Tag Archives: municipal services

San Francisco’s Poop Problem

In this day and age it’s not hard to find an argument about the proper role of government in American society. Almost everyone agrees that government should have a significant role in public safety and national security, but even with those gimmes there’s significant disagreement about what that looks like. Throw in topics like education, public welfare, transportation, etc. and you’re going to get heated debate in any room with more than one person in it.

Still, with all that disagreement you’d think that any municipality in the country would have a pretty easy time getting its citizens behind the concept of doing whatever is necessary to keep people from pooping in public. The folks in San Francisco seem to be intent on making a mountain out of a pile of poo:

As a Mission kid, I have experienced days, even weeks, in a row when I’ve had to pull my eager dog away from steaming pancakes of human shit, or I’ve had to step over a sad, sick turd-smeared man passed out among sculpture-like piles of his own doo-doo mere feet from my doorway.However San Francisco’s poop problem isn’t confined to the streets of the Mission. Other neighborhoods ­– particularly SOMA, Mid-Market, and the Tenderloin ­– have a similar human-excrement predicament. Let’s face­­ it: if you live in the city, regardless of location or class affiliation, you’ve probably had your own encounter with the aftermath of a public number-two.

We live in a beautiful city that’s praised for its progressive values and the deeply set urban intellect of its residents. Why, then, do I find myself, on a daily basis, stepping around errant piles of fecal matter? In simpler terms, what’s with all the shit?…

It’s there for one reason, and one reason only: people needed to use the loo, and none was there for the using. And for the most part, these people are San Francisco’s massive homeless population.

There are more than 10,000 people living on the streets at any given time in our fair City by the Bay. San Francisco must be scrambling hand over foot to provide at least some semblance of a plan for their very apparent human needs. Right? Wrong.

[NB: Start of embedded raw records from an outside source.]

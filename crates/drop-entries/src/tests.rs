use std::{
    collections::VecDeque,
    path::{Path, PathBuf},
};

use async_trait::async_trait;
use uuid::Uuid;

use drop_error::{DropAreaError, Result};

use crate::{
    expand, mime_from_extension, DirectoryReader, Entry, FsEntrySource,
};

/// A directory reader serving a fixed sequence of child batches
struct StaticDir {
    batches: VecDeque<Vec<Entry<String>>>,
}

impl StaticDir {
    fn new(batches: Vec<Vec<Entry<String>>>) -> Box<Self> {
        Box::new(StaticDir {
            batches: batches.into(),
        })
    }
}

#[async_trait]
impl DirectoryReader<String> for StaticDir {
    async fn read_batch(&mut self) -> Result<Vec<Entry<String>>> {
        Ok(self.batches.pop_front().unwrap_or_default())
    }
}

/// A directory reader whose every read fails
struct FailingDir;

#[async_trait]
impl DirectoryReader<String> for FailingDir {
    async fn read_batch(&mut self) -> Result<Vec<Entry<String>>> {
        Err(DropAreaError::DirectoryRead(
            "device not ready".to_string(),
        ))
    }
}

fn file(name: &str) -> Entry<String> {
    Entry::File(name.to_string())
}

fn dir(children: Vec<Entry<String>>) -> Entry<String> {
    Entry::Directory(StaticDir::new(vec![children]))
}

fn sorted(mut files: Vec<String>) -> Vec<String> {
    files.sort();
    files
}

// expansion over mock readers

#[tokio::test]
async fn expand_resolves_a_leaf_to_a_single_file() {
    let files = expand(vec![file("a.png")])
        .await
        .expect("Should expand successfully");
    assert_eq!(files, vec!["a.png".to_string()]);
}

#[tokio::test]
async fn expand_returns_empty_for_no_entries() {
    let files: Vec<String> =
        expand(vec![]).await.expect("Should expand successfully");
    assert!(files.is_empty());
}

#[tokio::test]
async fn expand_flattens_nested_directories() {
    // [fileA, dirB{fileC, dirD{fileE}}]
    let entries = vec![
        file("fileA"),
        dir(vec![file("fileC"), dir(vec![file("fileE")])]),
    ];

    let files = expand(entries)
        .await
        .expect("Should expand successfully");

    assert_eq!(
        sorted(files),
        vec![
            "fileA".to_string(),
            "fileC".to_string(),
            "fileE".to_string()
        ]
    );
}

#[tokio::test]
async fn expand_concatenates_batched_directory_reads() {
    // One read call is not guaranteed to return the whole directory;
    // the expander must keep reading until an empty batch
    let entries = vec![Entry::Directory(StaticDir::new(vec![
        vec![file("first")],
        vec![file("second"), file("third")],
    ]))];

    let files = expand(entries)
        .await
        .expect("Should expand successfully");

    assert_eq!(
        sorted(files),
        vec![
            "first".to_string(),
            "second".to_string(),
            "third".to_string()
        ]
    );
}

#[tokio::test]
async fn empty_directory_expands_to_nothing() {
    let files = expand(vec![dir(vec![])])
        .await
        .expect("Should expand successfully");
    assert!(files.is_empty());
}

#[tokio::test]
async fn expand_fails_as_a_whole_on_read_error() {
    // A failing read anywhere in the tree fails the whole expansion;
    // no partial file list is ever delivered
    let entries = vec![
        file("fileA"),
        dir(vec![file("fileC"), Entry::Directory(Box::new(FailingDir))]),
    ];

    let result = expand(entries).await;

    assert!(matches!(result, Err(DropAreaError::DirectoryRead(_))));
}

// expansion over the real file system

fn create_temp_tree() -> PathBuf {
    let root = std::env::temp_dir().join(Uuid::new_v4().to_string());
    std::fs::create_dir(&root).expect("Could not create temp dir");
    root
}

fn create_file_at(root: &PathBuf, name: &str) {
    std::fs::write(root.join(name), b"content")
        .expect("Could not create temp file");
}

#[tokio::test]
async fn fs_entry_for_a_file_resolves_name_and_type() {
    let root = create_temp_tree();
    create_file_at(&root, "photo.png");

    let source = FsEntrySource::with_common_types();
    let entry = source
        .entry(root.join("photo.png"))
        .await
        .expect("Should resolve entry");

    match entry {
        Entry::File(dropped) => {
            assert_eq!(dropped.name(), "photo.png");
            assert_eq!(dropped.mime_type(), "image/png");
            assert_eq!(dropped.path(), root.join("photo.png"));
        }
        Entry::Directory(_) => panic!("Expected a file entry"),
    }

    std::fs::remove_dir_all(root).expect("Could not clean up after test");
}

#[tokio::test]
async fn fs_directory_tree_expands_to_all_leaf_files() {
    let root = create_temp_tree();
    create_file_at(&root, "a.png");
    std::fs::create_dir(root.join("sub")).expect("Could not create dir");
    create_file_at(&root.join("sub"), "b.txt");
    std::fs::create_dir(root.join("sub/inner"))
        .expect("Could not create dir");
    create_file_at(&root.join("sub/inner"), "c.mp3");

    let source = FsEntrySource::with_common_types();
    let entry = source
        .entry(&root)
        .await
        .expect("Should resolve entry");

    let files = expand(vec![entry])
        .await
        .expect("Should expand successfully");
    let mut names: Vec<&str> =
        files.iter().map(|file| file.name()).collect();
    names.sort();

    assert_eq!(names, vec!["a.png", "b.txt", "c.mp3"]);

    std::fs::remove_dir_all(root).expect("Could not clean up after test");
}

#[tokio::test]
async fn fs_directory_larger_than_one_read_batch_is_not_truncated() {
    let root = create_temp_tree();
    for i in 0..70 {
        create_file_at(&root, &format!("file_{:03}.txt", i));
    }

    let source = FsEntrySource::with_common_types();
    let entry = source
        .entry(&root)
        .await
        .expect("Should resolve entry");

    let files = expand(vec![entry])
        .await
        .expect("Should expand successfully");
    assert_eq!(files.len(), 70);

    std::fs::remove_dir_all(root).expect("Could not clean up after test");
}

#[tokio::test]
async fn fs_entry_fails_for_a_missing_path() {
    let root = create_temp_tree();

    let source = FsEntrySource::with_common_types();
    let result = source.entry(root.join("missing")).await;

    assert!(matches!(result, Err(DropAreaError::Io(_))));

    std::fs::remove_dir_all(root).expect("Could not clean up after test");
}

#[test]
fn mime_table_covers_common_extensions() {
    assert_eq!(mime_from_extension(Path::new("a.png")), "image/png");
    assert_eq!(mime_from_extension(Path::new("a.PNG")), "image/png");
    assert_eq!(mime_from_extension(Path::new("a.jpeg")), "image/jpeg");
    assert_eq!(mime_from_extension(Path::new("a.mp3")), "audio/mpeg");
    assert_eq!(mime_from_extension(Path::new("a.mp4")), "video/mp4");
    assert_eq!(
        mime_from_extension(Path::new("a.unknown")),
        "application/octet-stream"
    );
    assert_eq!(
        mime_from_extension(Path::new("no_extension")),
        "application/octet-stream"
    );
}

Nice, huh? It’s not that the fair people of San Francisco aren’t thinking about the issue, but they’re having a heckuva time coming to a consensus about what to do:

Of course, like everything else in San Francisco, it turns out that potties have long been lashed to political debates. In a city that’s constantly reimagining itself, a restroom isn’t just a place to pee, after all. It’s part of a larger dialogue about who owns the public space. It’s a piece of architecture that’s at once public and intimate, where the landed gentry have to squat right alongside the city’s poor. “I think as you see a more stratified city, obviously the restrooms are gonna become more politicized,” former Supervisor Chris Daly says, remembering years of public-restroom football in City Hall.

For at least a decade, bathrooms have stood in for the city’s anxieties about homelessness, public utilities, and the changing economy. They’ve created fault lines and frenemies, they’ve cost untold millions of dollars. (The tab for this year’s renovation of a particularly infamous Portsmouth Square lavatory comes to $1.13 million). They’ve become porcelain tea leaves through which we can analyze the city’s development, and proxies for all of its battles. Scoff or turn away at the door, but it’s undeniable: Toilets have been markers for civilization since long before even the venerable coffee bar, and understanding the city now is just a flush away.

The problem is so bad that someone’s created a map of poop incidents and it has a “Report Poop” function.

So a note to all of our fine citizens here in the Piedmont Triad who interact with our municipal governments, whether it’s through volunteering to serve on various boards, committees and councils or appearing before those boards on behalf of themselves or clients and are often frustrated with the process – no matter how bad it gets just think of the folks in San Francisco and remember that things could be worse. Much worse.